WORK TO BE COMPLETED ▸ Print all the data, keeping every line exactly as it is.

────────────────────────────────────────

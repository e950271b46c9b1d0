//! Input handling and keybindings.

use crossterm::event::{KeyCode, KeyEvent, KeyModifiers};

use crate::actions::RowAction;
use crate::model::SortField;
use crate::table::PageMove;

use super::state::{AppState, InputMode, PopupState, Tab};

/// Result of handling a key event.
#[derive(Debug, PartialEq, Eq)]
pub enum KeyAction {
    /// No action, continue.
    None,
    /// Quit the application.
    Quit,
    /// Reload rows from the provider.
    Reload,
}

/// Handles key input and updates state.
pub fn handle_key(state: &mut AppState, key: KeyEvent) -> KeyAction {
    if key.code == KeyCode::Char('c') && key.modifiers.contains(KeyModifiers::CONTROL) {
        return KeyAction::Quit;
    }
    if state.popup.is_open() {
        return handle_popup(state, key);
    }
    match state.input_mode {
        InputMode::Normal => handle_normal_mode(state, key),
        InputMode::Search => handle_search_mode(state, key),
        InputMode::Navigation => handle_navigation_mode(state, key),
    }
}

fn handle_popup(state: &mut AppState, key: KeyEvent) -> KeyAction {
    match state.popup {
        PopupState::None => KeyAction::None,
        PopupState::QuitConfirm => match key.code {
            KeyCode::Enter | KeyCode::Char('q') | KeyCode::Char('Q') => {
                state.popup = PopupState::None;
                KeyAction::Quit
            }
            KeyCode::Esc | KeyCode::Char('n') | KeyCode::Char('N') => {
                state.popup = PopupState::None;
                KeyAction::None
            }
            _ => KeyAction::None,
        },
        PopupState::Help { scroll } => {
            state.popup = match key.code {
                KeyCode::Up | KeyCode::Char('k') => PopupState::Help {
                    scroll: scroll.saturating_sub(1),
                },
                KeyCode::Down | KeyCode::Char('j') => PopupState::Help {
                    scroll: scroll.saturating_add(1),
                },
                KeyCode::PageUp => PopupState::Help {
                    scroll: scroll.saturating_sub(10),
                },
                KeyCode::PageDown => PopupState::Help {
                    scroll: scroll.saturating_add(10),
                },
                KeyCode::Esc | KeyCode::Char('?') | KeyCode::Char('q') | KeyCode::Enter => {
                    PopupState::None
                }
                _ => PopupState::Help { scroll },
            };
            KeyAction::None
        }
        PopupState::ArticleDetail { .. } => {
            if matches!(key.code, KeyCode::Esc | KeyCode::Enter | KeyCode::Char('q')) {
                state.popup = PopupState::None;
            }
            KeyAction::None
        }
        PopupState::Confirm { .. } => {
            match key.code {
                KeyCode::Enter | KeyCode::Char('y') | KeyCode::Char('Y') => state.confirm_popup(),
                KeyCode::Esc | KeyCode::Char('n') | KeyCode::Char('N') => state.cancel_popup(),
                _ => {}
            }
            KeyAction::None
        }
        PopupState::Notice { .. } => {
            if matches!(key.code, KeyCode::Enter | KeyCode::Esc | KeyCode::Char(' ')) {
                state.dismiss_notice();
            }
            KeyAction::None
        }
    }
}

/// Keys that need a loaded table. Returns false (and explains why) while loading.
fn table_ready(state: &mut AppState) -> bool {
    if !state.is_articles_page() {
        return false;
    }
    if state.table.is_loading() {
        state.status_message = Some("Loading articles…".to_string());
        return false;
    }
    true
}

/// Handles keys in normal mode.
fn handle_normal_mode(state: &mut AppState, key: KeyEvent) -> KeyAction {
    state.status_message = None;
    match key.code {
        KeyCode::Char('q') | KeyCode::Char('Q') => {
            state.popup = PopupState::QuitConfirm;
        }
        KeyCode::Char('?') | KeyCode::F(1) => {
            state.popup = PopupState::Help { scroll: 0 };
        }
        KeyCode::Char('n') => {
            state.input_mode = InputMode::Navigation;
        }
        KeyCode::Char('r') => return KeyAction::Reload,

        // Everything below acts on the article table.
        _ if !state.is_articles_page() => {}

        // Tabs
        KeyCode::Tab => state.switch_tab(state.current_tab.next()),
        KeyCode::BackTab => state.switch_tab(state.current_tab.prev()),
        KeyCode::Char('0') => state.switch_tab(Tab::All),
        KeyCode::Char(c @ '1'..='4') => {
            let idx = c as usize - '1' as usize;
            state.switch_tab(Tab::all()[idx]);
        }

        // Search
        KeyCode::Char('/') => {
            state.search_input = state.table.search().to_string();
            state.input_mode = InputMode::Search;
        }

        // Cursor and pages
        KeyCode::Up | KeyCode::Char('k') => state.cursor_up(),
        KeyCode::Down | KeyCode::Char('j') => state.cursor_down(),
        KeyCode::Home => state.cursor = 0,
        KeyCode::End => state.cursor_end(),
        KeyCode::Left | KeyCode::Char('[') | KeyCode::PageUp => {
            state.table.set_page(PageMove::Previous);
            state.cursor = 0;
        }
        KeyCode::Right | KeyCode::Char(']') | KeyCode::PageDown => {
            state.table.set_page(PageMove::Next);
            state.cursor = 0;
        }
        KeyCode::Char('p') => {
            state.table.cycle_page_size();
            state.cursor = 0;
            state.status_message = Some(format!(
                "Showing {} entries per page",
                state.table.page_size()
            ));
        }
        KeyCode::Enter => state.open_detail(),

        // Sorting, selection and actions are disabled while loading.
        KeyCode::Char('t') if table_ready(state) => {
            state.table.set_sort(Some(SortField::Traffic));
        }
        KeyCode::Char('w') if table_ready(state) => {
            state.table.set_sort(Some(SortField::Words));
        }
        KeyCode::Char(' ') if table_ready(state) => {
            if let Some(id) = state.cursor_row_id() {
                let _ = state.table.toggle_row_selected(id);
            }
        }
        KeyCode::Char('a') if table_ready(state) => state.table.toggle_select_all_visible(),
        KeyCode::Char('c') if table_ready(state) => {
            state.table.clear_selection();
            state.status_message = Some("Selection cleared".to_string());
        }
        KeyCode::Char('B') if table_ready(state) => state.begin_action(RowAction::bulk_publish()),
        KeyCode::Char('X') if table_ready(state) => state.begin_action(RowAction::bulk_archive()),
        KeyCode::Char('P') if table_ready(state) => {
            if let Some(id) = state.cursor_row_id() {
                state.begin_action(RowAction::publish(id));
            }
        }
        KeyCode::Char('x') if table_ready(state) => {
            if let Some(id) = state.cursor_row_id() {
                state.begin_action(RowAction::archive(id));
            }
        }
        _ => {}
    }
    KeyAction::None
}

/// Handles keys while typing a search term. The table filters as you type.
fn handle_search_mode(state: &mut AppState, key: KeyEvent) -> KeyAction {
    match key.code {
        KeyCode::Enter => {
            state.input_mode = InputMode::Normal;
        }
        KeyCode::Esc => {
            state.search_input.clear();
            state.apply_search_input();
            state.input_mode = InputMode::Normal;
        }
        KeyCode::Backspace => {
            state.search_input.pop();
            state.apply_search_input();
        }
        KeyCode::Char(c) => {
            state.search_input.push(c);
            state.apply_search_input();
        }
        _ => {}
    }
    KeyAction::None
}

/// Handles keys while the sidebar has focus.
fn handle_navigation_mode(state: &mut AppState, key: KeyEvent) -> KeyAction {
    match key.code {
        KeyCode::Up | KeyCode::Char('k') => {
            state.menu_cursor = state.menu_cursor.saturating_sub(1);
        }
        KeyCode::Down | KeyCode::Char('j') => {
            let max = state.menu.len().saturating_sub(1);
            state.menu_cursor = (state.menu_cursor + 1).min(max);
        }
        KeyCode::Enter => {
            if let Some(entry) = state.menu.get(state.menu_cursor).copied() {
                state.navigate(entry.path);
            }
            state.input_mode = InputMode::Normal;
        }
        KeyCode::Esc | KeyCode::Char('n') => {
            state.input_mode = InputMode::Normal;
        }
        KeyCode::Char('q') => {
            state.popup = PopupState::QuitConfirm;
        }
        _ => {}
    }
    KeyAction::None
}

────────────────────────────────────────

RESPONSE ▸
repository e950271b46c9b1d0
//! Input handling and keybindings.

use crossterm::event::{KeyCode, KeyEvent, KeyModifiers};

use crate::actions::RowAction;
use crate::model::SortField;
use crate::table::PageMove;

use super::state::{AppState, InputMode, PopupState, Tab};

/// Result of handling a key event.
#[derive(Debug, PartialEq, Eq)]
pub enum KeyAction {
    /// No action, continue.
    None,
    /// Quit the application.
    Quit,
    /// Reload rows from the provider.
    Reload,
}

/// Handles key input and updates state.
pub fn handle_key(state: &mut AppState, key: KeyEvent) -> KeyAction {
    if key.code == KeyCode::Char('c') && key.modifiers.contains(KeyModifiers::CONTROL) {
        return KeyAction::Quit;
    }
    if state.popup.is_open() {
        return handle_popup(state, key);
    }
    match state.input_mode {
        InputMode::Normal => handle_normal_mode(state, key),
        InputMode::Search => handle_search_mode(state, key),
        InputMode::Navigation => handle_navigation_mode(state, key),
    }
}

fn handle_popup(state: &mut AppState, key: KeyEvent) -> KeyAction {
    match state.popup {
        PopupState::None => KeyAction::None,
        PopupState::QuitConfirm => match key.code {
            KeyCode::Enter | KeyCode::Char('q') | KeyCode::Char('Q') => {
                state.popup = PopupState::None;
                KeyAction::Quit
            }
            KeyCode::Esc | KeyCode::Char('n') | KeyCode::Char('N') => {
                state.popup = PopupState::None;
                KeyAction::None
            }
            _ => KeyAction::None,
        },
        PopupState::Help { scroll } => {
            state.popup = match key.code {
                KeyCode::Up | KeyCode::Char('k') => PopupState::Help {
                    scroll: scroll.saturating_sub(1),
                },
                KeyCode::Down | KeyCode::Char('j') => PopupState::Help {
                    scroll: scroll.saturating_add(1),
                },
                KeyCode::PageUp => PopupState::Help {
                    scroll: scroll.saturating_sub(10),
                },
                KeyCode::PageDown => PopupState::Help {
                    scroll: scroll.saturating_add(10),
                },
                KeyCode::Esc | KeyCode::Char('?') | KeyCode::Char('q') | KeyCode::Enter => {
                    PopupState::None
                }
                _ => PopupState::Help { scroll },
            };
            KeyAction::None
        }
        PopupState::ArticleDetail { .. } => {
            if matches!(key.code, KeyCode::Esc | KeyCode::Enter | KeyCode::Char('q')) {
                state.popup = PopupState::None;
            }
            KeyAction::None
        }
        PopupState::Confirm { .. } => {
            match key.code {
                KeyCode::Enter | KeyCode::Char('y') | KeyCode::Char('Y') => state.confirm_popup(),
                KeyCode::Esc | KeyCode::Char('n') | KeyCode::Char('N') => state.cancel_popup(),
                _ => {}
            }
            KeyAction::None
        }
        PopupState::Notice { .. } => {
            if matches!(key.code, KeyCode::Enter | KeyCode::Esc | KeyCode::Char(' ')) {
                state.dismiss_notice();
            }
            KeyAction::None
        }
    }
}

/// Keys that need a loaded table. Returns false (and explains why) while loading.
fn table_ready(state: &mut AppState) -> bool {
    if !state.is_articles_page() {
        return false;
    }
    if state.table.is_loading() {
        state.status_message = Some("Loading articles…".to_string());
        return false;
    }
    true
}

/// Handles keys in normal mode.
fn handle_normal_mode(state: &mut AppState, key: KeyEvent) -> KeyAction {
    state.status_message = None;
    match key.code {
        KeyCode::Char('q') | KeyCode::Char('Q') => {
            state.popup = PopupState::QuitConfirm;
        }
        KeyCode::Char('?') | KeyCode::F(1) => {
            state.popup = PopupState::Help { scroll: 0 };
        }
        KeyCode::Char('n') => {
            state.input_mode = InputMode::Navigation;
        }
        KeyCode::Char('r') => return KeyAction::Reload,

        // Everything below acts on the article table.
        _ if !state.is_articles_page() => {}

        // Tabs
        KeyCode::Tab => state.switch_tab(state.current_tab.next()),
        KeyCode::BackTab => state.switch_tab(state.current_tab.prev()),
        KeyCode::Char('0') => state.switch_tab(Tab::All),
        KeyCode::Char(c @ '1'..='4') => {
            let idx = c as usize - '1' as usize;
            state.switch_tab(Tab::all()[idx]);
        }

        // Search
        KeyCode::Char('/') => {
            state.search_input = state.table.search().to_string();
            state.input_mode = InputMode::Search;
        }

        // Cursor and pages
        KeyCode::Up | KeyCode::Char('k') => state.cursor_up(),
        KeyCode::Down | KeyCode::Char('j') => state.cursor_down(),
        KeyCode::Home => state.cursor = 0,
        KeyCode::End => state.cursor_end(),
        KeyCode::Left | KeyCode::Char('[') | KeyCode::PageUp => {
            state.table.set_page(PageMove::Previous);
            state.cursor = 0;
        }
        KeyCode::Right | KeyCode::Char(']') | KeyCode::PageDown => {
            state.table.set_page(PageMove::Next);
            state.cursor = 0;
        }
        KeyCode::Char('p') => {
            state.table.cycle_page_size();
            state.cursor = 0;
            state.status_message = Some(format!(
                "Showing {} entries per page",
                state.table.page_size()
            ));
        }
        KeyCode::Enter => state.open_detail(),

        // Sorting, selection and actions are disabled while loading.
        KeyCode::Char('t') if table_ready(state) => {
            state.table.set_sort(Some(SortField::Traffic));
        }
        KeyCode::Char('w') if table_ready(state) => {
            state.table.set_sort(Some(SortField::Words));
        }
        KeyCode::Char(' ') if table_ready(state) => {
            if let Some(id) = state.cursor_row_id() {
                let _ = state.table.toggle_row_selected(id);
            }
        }
        KeyCode::Char('a') if table_ready(state) => state.table.toggle_select_all_visible(),
        KeyCode::Char('c') if table_ready(state) => {
            state.table.clear_selection();
            state.status_message = Some("Selection cleared".to_string());
        }
        KeyCode::Char('B') if table_ready(state) => state.begin_action(RowAction::bulk_publish()),
        KeyCode::Char('X') if table_ready(state) => state.begin_action(RowAction::bulk_archive()),
        KeyCode::Char('P') if table_ready(state) => {
            if let Some(id) = state.cursor_row_id() {
                state.begin_action(RowAction::publish(id));
            }
        }
        KeyCode::Char('x') if table_ready(state) => {
            if let Some(id) = state.cursor_row_id() {
                state.begin_action(RowAction::archive(id));
            }
        }
        _ => {}
    }
    KeyAction::None
}

/// Handles keys while typing a search term. The table filters as you type.
fn handle_search_mode(state: &mut AppState, key: KeyEvent) -> KeyAction {
    match key.code {
        KeyCode::Enter => {
            state.input_mode = InputMode::Normal;
        }
        KeyCode::Esc => {
            state.search_input.clear();
            state.apply_search_input();
            state.input_mode = InputMode::Normal;
        }
        KeyCode::Backspace => {
            state.search_input.pop();
            state.apply_search_input();
        }
        KeyCode::Char(c) => {
            state.search_input.push(c);
            state.apply_search_input();
        }
        _ => {}
    }
    KeyAction::None
}

/// Handles keys while the sidebar has focus.
fn handle_navigation_mode(state: &mut AppState, key: KeyEvent) -> KeyAction {
    match key.code {
        KeyCode::Up | KeyCode::Char('k') => {
            state.menu_cursor = state.menu_cursor.saturating_sub(1);
        }
        KeyCode::Down | KeyCode::Char('j') => {
            let max = state.menu.len().saturating_sub(1);
            state.menu_cursor = (state.menu_cursor + 1).min(max);
        }
        KeyCode::Enter => {
            if let Some(entry) = state.menu.get(state.menu_cursor).copied() {
                state.navigate(entry.path);
            }
            state.input_mode = InputMode::Normal;
        }
        KeyCode::Esc | KeyCode::Char('n') => {
            state.input_mode = InputMode::Normal;
        }
        KeyCode::Char('q') => {
            state.popup = PopupState::QuitConfirm;
        }
        _ => {}
    }
    KeyAction::None
}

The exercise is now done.